%%

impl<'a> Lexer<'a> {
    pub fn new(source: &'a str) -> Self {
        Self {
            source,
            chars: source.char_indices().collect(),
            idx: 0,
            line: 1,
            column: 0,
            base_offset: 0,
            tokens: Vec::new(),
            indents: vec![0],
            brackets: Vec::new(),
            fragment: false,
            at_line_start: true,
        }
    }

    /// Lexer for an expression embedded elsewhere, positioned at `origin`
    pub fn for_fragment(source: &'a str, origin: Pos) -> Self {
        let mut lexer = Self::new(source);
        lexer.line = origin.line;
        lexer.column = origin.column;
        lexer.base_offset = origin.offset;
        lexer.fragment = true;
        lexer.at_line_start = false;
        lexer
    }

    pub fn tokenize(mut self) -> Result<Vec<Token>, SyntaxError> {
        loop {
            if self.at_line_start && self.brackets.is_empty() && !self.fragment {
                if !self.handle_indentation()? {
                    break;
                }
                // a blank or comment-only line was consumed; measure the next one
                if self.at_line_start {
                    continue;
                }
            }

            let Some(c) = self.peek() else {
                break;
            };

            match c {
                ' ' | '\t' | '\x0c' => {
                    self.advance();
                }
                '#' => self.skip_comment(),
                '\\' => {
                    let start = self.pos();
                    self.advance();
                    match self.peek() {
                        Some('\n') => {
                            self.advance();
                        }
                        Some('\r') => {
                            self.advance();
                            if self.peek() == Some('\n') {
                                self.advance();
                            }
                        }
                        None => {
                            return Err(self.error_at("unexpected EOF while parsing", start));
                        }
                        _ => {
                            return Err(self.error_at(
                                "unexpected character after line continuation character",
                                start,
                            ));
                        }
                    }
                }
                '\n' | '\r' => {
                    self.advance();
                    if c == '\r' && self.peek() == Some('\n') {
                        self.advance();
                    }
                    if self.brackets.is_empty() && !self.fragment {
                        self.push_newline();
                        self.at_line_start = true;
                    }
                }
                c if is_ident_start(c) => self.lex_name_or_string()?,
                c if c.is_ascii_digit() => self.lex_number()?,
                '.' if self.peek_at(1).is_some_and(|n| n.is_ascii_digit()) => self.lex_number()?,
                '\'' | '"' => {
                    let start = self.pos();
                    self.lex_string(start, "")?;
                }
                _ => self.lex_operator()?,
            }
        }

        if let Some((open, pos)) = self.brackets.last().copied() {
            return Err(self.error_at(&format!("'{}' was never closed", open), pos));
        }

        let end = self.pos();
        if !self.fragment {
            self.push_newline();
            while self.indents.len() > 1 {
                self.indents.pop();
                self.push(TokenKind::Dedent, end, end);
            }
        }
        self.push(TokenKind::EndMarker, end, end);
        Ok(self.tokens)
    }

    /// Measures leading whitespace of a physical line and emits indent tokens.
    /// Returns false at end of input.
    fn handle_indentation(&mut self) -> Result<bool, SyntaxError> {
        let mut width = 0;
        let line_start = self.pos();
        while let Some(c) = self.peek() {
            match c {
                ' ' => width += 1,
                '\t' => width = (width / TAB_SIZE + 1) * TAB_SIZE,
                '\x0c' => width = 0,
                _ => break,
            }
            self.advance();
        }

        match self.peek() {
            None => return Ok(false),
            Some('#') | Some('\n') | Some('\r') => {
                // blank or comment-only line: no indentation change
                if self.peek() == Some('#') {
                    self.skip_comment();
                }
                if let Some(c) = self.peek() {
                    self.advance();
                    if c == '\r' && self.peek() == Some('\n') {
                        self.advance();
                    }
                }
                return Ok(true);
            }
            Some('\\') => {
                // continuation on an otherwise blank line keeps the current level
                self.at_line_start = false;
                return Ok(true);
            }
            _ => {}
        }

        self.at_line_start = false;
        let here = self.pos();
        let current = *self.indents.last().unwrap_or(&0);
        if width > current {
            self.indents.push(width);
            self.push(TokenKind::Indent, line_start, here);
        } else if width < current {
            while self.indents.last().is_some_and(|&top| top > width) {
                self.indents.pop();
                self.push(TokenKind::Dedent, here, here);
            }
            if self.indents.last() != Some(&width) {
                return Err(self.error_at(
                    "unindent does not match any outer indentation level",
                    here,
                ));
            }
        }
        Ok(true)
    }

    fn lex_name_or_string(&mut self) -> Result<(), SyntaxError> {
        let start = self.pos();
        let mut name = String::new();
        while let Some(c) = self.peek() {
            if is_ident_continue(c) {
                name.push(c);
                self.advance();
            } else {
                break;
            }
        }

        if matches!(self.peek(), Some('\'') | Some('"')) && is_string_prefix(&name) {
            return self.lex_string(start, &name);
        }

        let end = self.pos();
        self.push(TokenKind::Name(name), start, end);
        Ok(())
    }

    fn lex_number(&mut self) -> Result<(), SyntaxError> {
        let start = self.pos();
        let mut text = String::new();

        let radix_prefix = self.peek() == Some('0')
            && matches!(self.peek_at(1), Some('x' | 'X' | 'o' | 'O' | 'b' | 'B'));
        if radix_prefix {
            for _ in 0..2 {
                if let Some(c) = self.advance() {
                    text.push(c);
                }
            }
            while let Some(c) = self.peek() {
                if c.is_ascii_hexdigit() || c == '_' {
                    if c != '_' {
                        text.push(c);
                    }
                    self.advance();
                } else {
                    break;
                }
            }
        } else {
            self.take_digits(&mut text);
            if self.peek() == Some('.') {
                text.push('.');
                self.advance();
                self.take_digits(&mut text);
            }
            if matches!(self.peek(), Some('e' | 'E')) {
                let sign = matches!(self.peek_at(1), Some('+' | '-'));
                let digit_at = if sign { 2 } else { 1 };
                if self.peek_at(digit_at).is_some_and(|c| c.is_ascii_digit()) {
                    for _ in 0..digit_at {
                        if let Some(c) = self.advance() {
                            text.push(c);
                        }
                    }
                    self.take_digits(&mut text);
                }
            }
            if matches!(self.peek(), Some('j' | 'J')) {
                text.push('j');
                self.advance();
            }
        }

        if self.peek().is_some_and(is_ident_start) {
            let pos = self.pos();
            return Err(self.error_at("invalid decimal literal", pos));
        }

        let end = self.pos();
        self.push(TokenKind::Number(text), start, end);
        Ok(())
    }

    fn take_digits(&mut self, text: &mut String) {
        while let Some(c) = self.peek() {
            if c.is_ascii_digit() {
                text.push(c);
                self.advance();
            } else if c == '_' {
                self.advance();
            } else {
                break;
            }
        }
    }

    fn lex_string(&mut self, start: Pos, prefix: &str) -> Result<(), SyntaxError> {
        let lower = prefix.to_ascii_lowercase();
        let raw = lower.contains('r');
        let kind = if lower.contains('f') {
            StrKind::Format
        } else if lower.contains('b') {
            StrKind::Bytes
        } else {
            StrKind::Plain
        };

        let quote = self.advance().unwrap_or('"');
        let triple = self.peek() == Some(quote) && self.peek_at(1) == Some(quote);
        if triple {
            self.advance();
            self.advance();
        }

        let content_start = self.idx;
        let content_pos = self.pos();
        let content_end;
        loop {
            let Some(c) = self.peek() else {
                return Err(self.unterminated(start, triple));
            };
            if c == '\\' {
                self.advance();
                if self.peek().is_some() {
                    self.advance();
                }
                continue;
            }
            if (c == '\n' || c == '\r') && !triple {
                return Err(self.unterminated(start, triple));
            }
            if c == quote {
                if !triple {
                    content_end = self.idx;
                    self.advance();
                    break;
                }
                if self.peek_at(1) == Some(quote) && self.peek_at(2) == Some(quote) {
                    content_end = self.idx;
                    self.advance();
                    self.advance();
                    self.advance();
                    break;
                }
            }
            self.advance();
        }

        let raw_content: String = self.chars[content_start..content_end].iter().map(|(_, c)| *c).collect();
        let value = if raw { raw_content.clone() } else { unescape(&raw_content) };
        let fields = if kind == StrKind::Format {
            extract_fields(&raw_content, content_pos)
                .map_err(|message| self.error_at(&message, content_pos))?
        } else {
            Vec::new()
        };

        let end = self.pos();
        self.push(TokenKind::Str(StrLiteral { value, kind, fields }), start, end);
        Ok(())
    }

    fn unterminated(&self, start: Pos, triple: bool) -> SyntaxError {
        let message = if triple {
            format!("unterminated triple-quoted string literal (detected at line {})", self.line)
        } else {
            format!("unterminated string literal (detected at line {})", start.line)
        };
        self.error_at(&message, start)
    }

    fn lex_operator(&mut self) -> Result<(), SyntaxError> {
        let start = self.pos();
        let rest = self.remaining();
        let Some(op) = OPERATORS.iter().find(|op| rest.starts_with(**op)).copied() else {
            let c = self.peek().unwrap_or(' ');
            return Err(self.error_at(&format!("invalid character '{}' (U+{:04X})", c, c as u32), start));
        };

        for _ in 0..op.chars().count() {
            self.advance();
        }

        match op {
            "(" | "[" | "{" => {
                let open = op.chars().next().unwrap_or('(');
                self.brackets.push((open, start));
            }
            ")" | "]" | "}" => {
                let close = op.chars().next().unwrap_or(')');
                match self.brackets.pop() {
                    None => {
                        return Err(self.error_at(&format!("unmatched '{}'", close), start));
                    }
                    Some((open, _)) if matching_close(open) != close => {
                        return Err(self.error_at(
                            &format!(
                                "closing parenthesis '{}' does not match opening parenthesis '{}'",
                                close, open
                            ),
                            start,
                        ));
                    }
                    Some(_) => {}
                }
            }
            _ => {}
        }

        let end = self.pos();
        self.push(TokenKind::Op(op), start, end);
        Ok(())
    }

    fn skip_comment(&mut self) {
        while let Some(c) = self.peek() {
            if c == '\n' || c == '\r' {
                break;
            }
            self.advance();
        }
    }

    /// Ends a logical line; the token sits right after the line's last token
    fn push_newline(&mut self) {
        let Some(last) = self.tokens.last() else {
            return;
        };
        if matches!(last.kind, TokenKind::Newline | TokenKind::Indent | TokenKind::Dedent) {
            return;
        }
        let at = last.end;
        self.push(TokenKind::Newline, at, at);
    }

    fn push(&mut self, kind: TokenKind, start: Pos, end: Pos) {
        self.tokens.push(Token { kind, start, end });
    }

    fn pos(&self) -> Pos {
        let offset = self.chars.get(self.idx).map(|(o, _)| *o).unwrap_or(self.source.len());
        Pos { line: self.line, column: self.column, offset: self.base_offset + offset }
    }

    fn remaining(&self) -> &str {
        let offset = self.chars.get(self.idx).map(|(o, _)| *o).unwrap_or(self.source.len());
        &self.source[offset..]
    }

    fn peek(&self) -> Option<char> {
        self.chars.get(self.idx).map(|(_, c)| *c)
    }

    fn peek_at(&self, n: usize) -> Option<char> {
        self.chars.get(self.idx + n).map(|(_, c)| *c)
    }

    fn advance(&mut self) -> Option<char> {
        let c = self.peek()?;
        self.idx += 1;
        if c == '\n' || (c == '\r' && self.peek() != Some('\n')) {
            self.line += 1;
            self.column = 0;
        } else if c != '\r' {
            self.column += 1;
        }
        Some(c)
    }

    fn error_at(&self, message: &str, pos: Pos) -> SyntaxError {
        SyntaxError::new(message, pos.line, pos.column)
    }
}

%%
%%

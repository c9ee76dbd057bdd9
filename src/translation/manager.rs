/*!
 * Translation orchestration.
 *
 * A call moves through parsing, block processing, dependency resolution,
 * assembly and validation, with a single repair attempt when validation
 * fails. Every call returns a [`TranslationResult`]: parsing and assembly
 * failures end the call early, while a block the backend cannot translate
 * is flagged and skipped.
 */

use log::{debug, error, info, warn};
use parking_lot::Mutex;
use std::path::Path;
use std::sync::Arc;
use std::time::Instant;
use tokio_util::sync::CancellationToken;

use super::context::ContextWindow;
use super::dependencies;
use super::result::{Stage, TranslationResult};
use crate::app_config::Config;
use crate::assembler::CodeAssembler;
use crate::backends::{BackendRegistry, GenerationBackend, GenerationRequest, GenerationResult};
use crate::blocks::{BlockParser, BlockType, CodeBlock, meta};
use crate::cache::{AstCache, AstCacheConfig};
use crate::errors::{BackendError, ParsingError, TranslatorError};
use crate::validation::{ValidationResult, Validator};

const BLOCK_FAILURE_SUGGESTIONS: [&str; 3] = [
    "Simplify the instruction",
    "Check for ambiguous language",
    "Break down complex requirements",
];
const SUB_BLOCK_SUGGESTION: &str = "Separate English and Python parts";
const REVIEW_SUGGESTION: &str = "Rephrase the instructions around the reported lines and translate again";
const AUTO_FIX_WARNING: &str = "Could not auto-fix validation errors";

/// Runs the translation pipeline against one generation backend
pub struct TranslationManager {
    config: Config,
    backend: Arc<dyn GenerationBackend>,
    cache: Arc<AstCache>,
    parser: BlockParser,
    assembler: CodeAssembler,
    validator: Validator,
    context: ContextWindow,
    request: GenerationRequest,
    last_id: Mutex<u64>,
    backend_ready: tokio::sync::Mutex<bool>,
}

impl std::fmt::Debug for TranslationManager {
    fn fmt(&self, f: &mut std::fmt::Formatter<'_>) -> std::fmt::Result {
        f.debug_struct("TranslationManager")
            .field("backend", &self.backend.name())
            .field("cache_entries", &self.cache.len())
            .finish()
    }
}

%%

▸ What to do: Reproduce only the lines above spanning from the line containing "let fields = if" through the line containing "let message = if", word for word.

▸ Result for this task:
        let fields = if kind == StrKind::Format {
            extract_fields(&raw_content, content_pos)
                .map_err(|message| self.error_at(&message, content_pos))?
        } else {
            Vec::new()
        };

        let end = self.pos();
        self.push(TokenKind::Str(StrLiteral { value, kind, fields }), start, end);
        Ok(())
    }

    fn unterminated(&self, start: Pos, triple: bool) -> SyntaxError {
        let message = if triple {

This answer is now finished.